Isaiah Newman
Isaiah Newman was born on this date in 1911. He was a Black clergyman and civil rights leader.
He was born in Darlington County, SC. Isaiah DeQuincey Newman was the son of the Reverend Melton C. Newman and Charlotte Elizabeth Morris. He attended Williamsburg County public schools and Claflin College and was ordained in the United Methodist Church (UMC) in 1931. Three years later, he received his Bachelor of Arts degree from Clark College in Atlanta, then earned his divinity degree from Gammon Theological Seminary in Atlanta in 1937. While serving as a student pastor, he met and later married Anne Pauline Hinton of Covington, Georgia. They had one child, Emily.
He served UMC churches in Georgia and South Carolina for over forty years and held key positions with their South Carolina Conference and General Conference. As a member of the UMC Merger Committee in the 1970s, he played a major role in bringing an end to segregated congregations. Early in his ministry, Newman identified the struggle for racial equality as a matter of spirit and social and political concern. He developed a preaching style that linked morality with practicality, especially regarding race relations.
In 1943 Newman helped organize the Orangeburg branch of the National Association for the Advancement of Colored People (NAACP). He contributed to the NAACP in various capacities, including serving as South Carolina field director from 1960 to 1969. Newman was a gentle, self-effacing man, patient and slow to anger, who preferred diplomacy to confrontation. A tenacious advocate for simple justice in race relations, he also believed in non-violent protest as the most effective means for achieving the goal.

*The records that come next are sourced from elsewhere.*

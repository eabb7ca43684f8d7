use crate::error::ApiResult;
use crate::state::AppState;
use crate::stats::AccessContext;
use axum::extract::{ConnectInfo, Path, Request, State};
use axum::http::{HeaderMap, HeaderValue, StatusCode, header};
use axum::response::{IntoResponse, Response};
use std::net::SocketAddr;

/// GET /{short_uri} - Redirect to the origin URL.
///
/// The domain half of the full short URL is the request's `Host` header,
/// falling back to `server.default_domain`.
pub async fn redirect(
    State(state): State<AppState>,
    Path(short_uri): Path<String>,
    req: Request,
) -> ApiResult<Response> {
    let (parts, _) = req.into_parts();
    let headers = &parts.headers;
    let domain = request_domain(headers).unwrap_or(&state.config.server.default_domain);
    let access = AccessContext {
        remote_addr: parts
            .extensions
            .get::<ConnectInfo<SocketAddr>>()
            .map(|ConnectInfo(addr)| addr.ip().to_string()),
        user_agent: header_text(headers, header::USER_AGENT),
        referer: header_text(headers, header::REFERER),
    };

    let resolution = state.resolver.resolve_in(domain, &short_uri, access).await?;

    let location = HeaderValue::from_str(&resolution.origin_url).map_err(|_| {
        crate::error::ApiError::Internal(format!(
            "stored origin for {} is not a valid header value",
            resolution.full_short_url
        ))
    })?;
    Ok((StatusCode::FOUND, [(header::LOCATION, location)]).into_response())
}

fn request_domain(headers: &HeaderMap) -> Option<&str> {
    headers
        .get(header::HOST)
        .and_then(|v| v.to_str().ok())
        .map(str::trim)
        .filter(|h| !h.is_empty())
}

fn header_text(headers: &HeaderMap, name: header::HeaderName) -> Option<String> {
    headers
        .get(name)
        .and_then(|v| v.to_str().ok())
        .map(str::to_string)
}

Newman was the protest movement's chief strategist and negotiator at the conference table, becoming the "unofficial liaison" between Blacks and the white power structure. South Carolina dismantled its structure of legalized segregation with a minimum of violence, in large measure, because of his leadership and dedication to peaceful change. In the 1940s, Newman helped found the Progressive Democratic Party, an effort to change the racial policies of the regular Democratic Party.
He became a trusted confidant of such state leaders as U.S. Senator Ernest Hollings, governors Robert McNair and John West, and a delegate to several Democratic national conventions. Extending his personal ministry into the lives of ordinary people, Newman worked to improve the condition of Blacks and whites in rural South Carolina. Housing, medical care, the environment, aging, vocational education, and social services, in general, were among the concerns for which both state and private agencies sought his counsel.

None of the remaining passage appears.